Researching Cambodia’s history might dissuade the most intrepid of travelers; military coups, Khmer Rouge occupation, Vietnam War, famines are a few of the pockmarks left on this gem in Southeast Asia. Thankfully, the country has shaken off some of its geopolitical woes and begun to seriously improve itself. Following the Mekong River northeast takes you directly into the city proper of Phnom Penh. Pleasant surprises are always welcomed after a taxing travel itinerary and Phnom Penh was exactly this. Once known as the ‘Paris of the East,’ one can’t help but wonder what the place looked like years before troubles engulfed it. Today, it is a popular tourist stop for edgy or bold travelers who are looking for an exciting city that is truly alive. There are countless ways to explore, discover, and absorb this hidden relic, here are five things that are worth checking out:

1. Sisowath Quay: Enjoy your espresso and croissant with a view! Simply known as the Riverfront or Riverside, a long avenue stretches for several kilometers on the east side of the city along the Mekong and Tonle Sap rivers. On the city side, there are endless cafes and patisseries full of French delicacies that haven’t been forgotten yet. Many of the upscale eateries still possess the Neoclassical elements that made up French architecture of the time. Elaborate wrought iron cresting appear on rooftops, thin columns, French doors with tiny panes of glass and stucco roofs might sound ostentatious yet when juxtaposed with the dusty surroundings, the effect is nostalgic. Across the street, over the grassy medians, is the river side where many locals relax with friends and family in public park space. Locals find time in their day to overlook the muddy river flowing by swiftly while those with a bit more energy kick a soccer ball or participate in a group exercise session.

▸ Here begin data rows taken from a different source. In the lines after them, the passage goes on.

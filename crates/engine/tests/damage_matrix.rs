use stacker_core::{Board, Falling, Piece, Rotation, SpinType};
use stacker_engine::{damage_calc, ComboTable, Game, GameConfig, SpinRule, PREVIEW};

fn assert_damage(lines: u8, spin: SpinType, b2b: i16, combo: i16, table: ComboTable, expected: u16) {
    let damage = damage_calc(lines, spin, b2b, combo, table, false);
    assert_eq!(damage.floor() as u16, expected, "{lines} lines {spin:?} b2b {b2b} combo {combo}");
}

/// Board filled everywhere except the listed cells.
fn caged_board(open: &[(i8, i8)]) -> Board {
    let mut board = Board::new();
    for y in 0..Board::HEIGHT {
        for x in 0..Board::WIDTH {
            if !open.contains(&(x as i8, y as i8)) {
                board.set(x, y);
            }
        }
    }
    board
}

fn game_with(piece: Falling, board: Board) -> Game {
    let mut game = Game::new(piece.piece, [Piece::T; PREVIEW]).with_board(board);
    game.piece = piece;
    game
}

mod basic_clears {
    use super::*;

    #[test]
    fn test_single_double_triple_quad() {
        assert_damage(1, SpinType::None, -1, 0, ComboTable::Multiplier, 0);
        assert_damage(2, SpinType::None, -1, 0, ComboTable::Multiplier, 1);
        assert_damage(3, SpinType::None, -1, 0, ComboTable::Multiplier, 2);
        assert_damage(4, SpinType::None, 0, 0, ComboTable::Multiplier, 4);
    }
}

mod tspin_clears {
    use super::*;

    #[test]
    fn test_full_spins() {
        assert_damage(1, SpinType::Full, 0, 0, ComboTable::Multiplier, 2);
        assert_damage(2, SpinType::Full, 0, 0, ComboTable::Multiplier, 4);
        assert_damage(3, SpinType::Full, 0, 0, ComboTable::Multiplier, 6);
    }

    #[test]
    fn test_minis_send_like_plain_clears() {
        assert_damage(1, SpinType::Mini, 0, 0, ComboTable::Multiplier, 0);
        assert_damage(2, SpinType::Mini, 0, 0, ComboTable::Multiplier, 1);
    }
}

mod back_to_back {
    use super::*;

    #[test]
    fn test_flat_bonus() {
        assert_damage(4, SpinType::None, 1, 0, ComboTable::Multiplier, 5);
        assert_damage(2, SpinType::Full, 1, 0, ComboTable::Multiplier, 5);
        assert_damage(4, SpinType::None, 9, 0, ComboTable::Multiplier, 5);
    }

    #[test]
    fn test_chaining_grows_with_level() {
        let low = damage_calc(4, SpinType::None, 1, 0, ComboTable::None, true);
        let high = damage_calc(4, SpinType::None, 8, 0, ComboTable::None, true);
        assert!((low - 5.0).abs() < 0.0001);
        assert!(high > 6.0);
    }
}

mod combos {
    use super::*;

    #[test]
    fn test_multiplier_table() {
        // 1 * 1.25
        assert_damage(2, SpinType::None, -1, 1, ComboTable::Multiplier, 1);
        // 4 * 1.75
        assert_damage(4, SpinType::None, 0, 3, ComboTable::Multiplier, 7);
        // singles fall back to ln(1 + 1.25 * combo)
        assert_damage(1, SpinType::None, -1, 4, ComboTable::Multiplier, 1);
        assert_damage(1, SpinType::None, -1, 12, ComboTable::Multiplier, 2);
    }

    #[test]
    fn test_additive_tables() {
        assert_damage(2, SpinType::None, -1, 2, ComboTable::Classic, 2);
        assert_damage(1, SpinType::None, -1, 20, ComboTable::Classic, 5);
        assert_damage(1, SpinType::None, -1, 20, ComboTable::Modern, 4);
        assert_damage(2, SpinType::None, -1, 20, ComboTable::None, 1);
    }
}

mod hard_drop {
    use super::*;

    /// T facing north at (5, 10) whose only way out is the last
    /// counter-clockwise kick, landing west at (6, 8).
    fn tst_cage() -> Game {
        let north = Falling {
            piece: Piece::T,
            x: 5,
            y: 10,
            rotation: Rotation::North,
        };
        let west = Falling {
            x: 6,
            y: 8,
            rotation: Rotation::West,
            ..north
        };
        let mut open = north.cells().to_vec();
        open.extend(west.cells());
        game_with(north, caged_board(&open))
    }

    #[test]
    fn test_difficult_kick_is_full_spin() {
        let mut config = GameConfig::none();
        config.spins = SpinRule::T;
        let mut game = tst_cage();
        let result = game.try_rotate(3, &config).expect("fifth kick fits");
        assert_eq!(result.kick_index, 5);
        assert!(result.difficult);
        assert_eq!(result.spin_type, SpinType::Full);
        assert_eq!((game.piece.x, game.piece.y), (6, 8));
    }

    #[test]
    fn test_tst_sends_six() {
        let mut config = GameConfig::none();
        config.spins = SpinRule::T;
        let mut game = tst_cage();
        game.try_rotate(3, &config);
        let result = game.hard_drop(&config);
        assert_eq!(result.lines, 3);
        assert_eq!(result.clear, Some(SpinType::Full));
        assert_eq!(result.sent, 6);
        assert_eq!(game.b2b, 0);
    }

    #[test]
    fn test_mini_rule_downgrades() {
        let mut config = GameConfig::none();
        config.spins = SpinRule::TMini;
        let mut game = tst_cage();
        game.try_rotate(3, &config);
        let result = game.hard_drop(&config);
        assert_eq!(result.clear, Some(SpinType::Mini));
        assert_eq!(result.sent, 2);
    }

    #[test]
    fn test_b2b_streak_across_drops() {
        let config = GameConfig::tetra_league();
        let mut board = Board::new();
        for y in 0..8 {
            for x in 0..Board::WIDTH - 1 {
                board.set(x, y);
            }
        }
        let mut game = Game::new(Piece::I, [Piece::I; PREVIEW]).with_board(board);
        // second quad: (4 + 1) * 1.25 plus the perfect clear bonus
        for (expected, perfect) in [(4, false), (6 + 5, true)] {
            game.try_rotate(1, &config);
            game.das_right();
            let result = game.hard_drop(&config);
            game.regen_collision_map();
            assert_eq!(result.lines, 4);
            assert_eq!(result.sent, expected);
            assert_eq!(result.perfect_clear, perfect);
        }
        assert_eq!(game.b2b, 1 + config.pc_b2b as i16);
        assert_eq!(game.combo, 1);
    }
}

2. The National Museum: Head south along the river and eventually you’ll pass by the National Museum of Cambodia. A massive quadrangle introduces the wide building, manicured lawns covering almost the whole space. This impressive structure has a beet red hue with decorative roof sconces that look like a rhino’s horn. Once inside after paying a laughable entry free (only $2!), the collection contains hundreds of artifacts from Cambodia’s Angkor Age, a time of wealth, prosperity, and relative peace. Statues of kings, stone tablets carved in Sanskrit, ancient weapons, and delicate manuscripts written in Old Khmer are one of many treasures found here. While you’re at the museum, next door is…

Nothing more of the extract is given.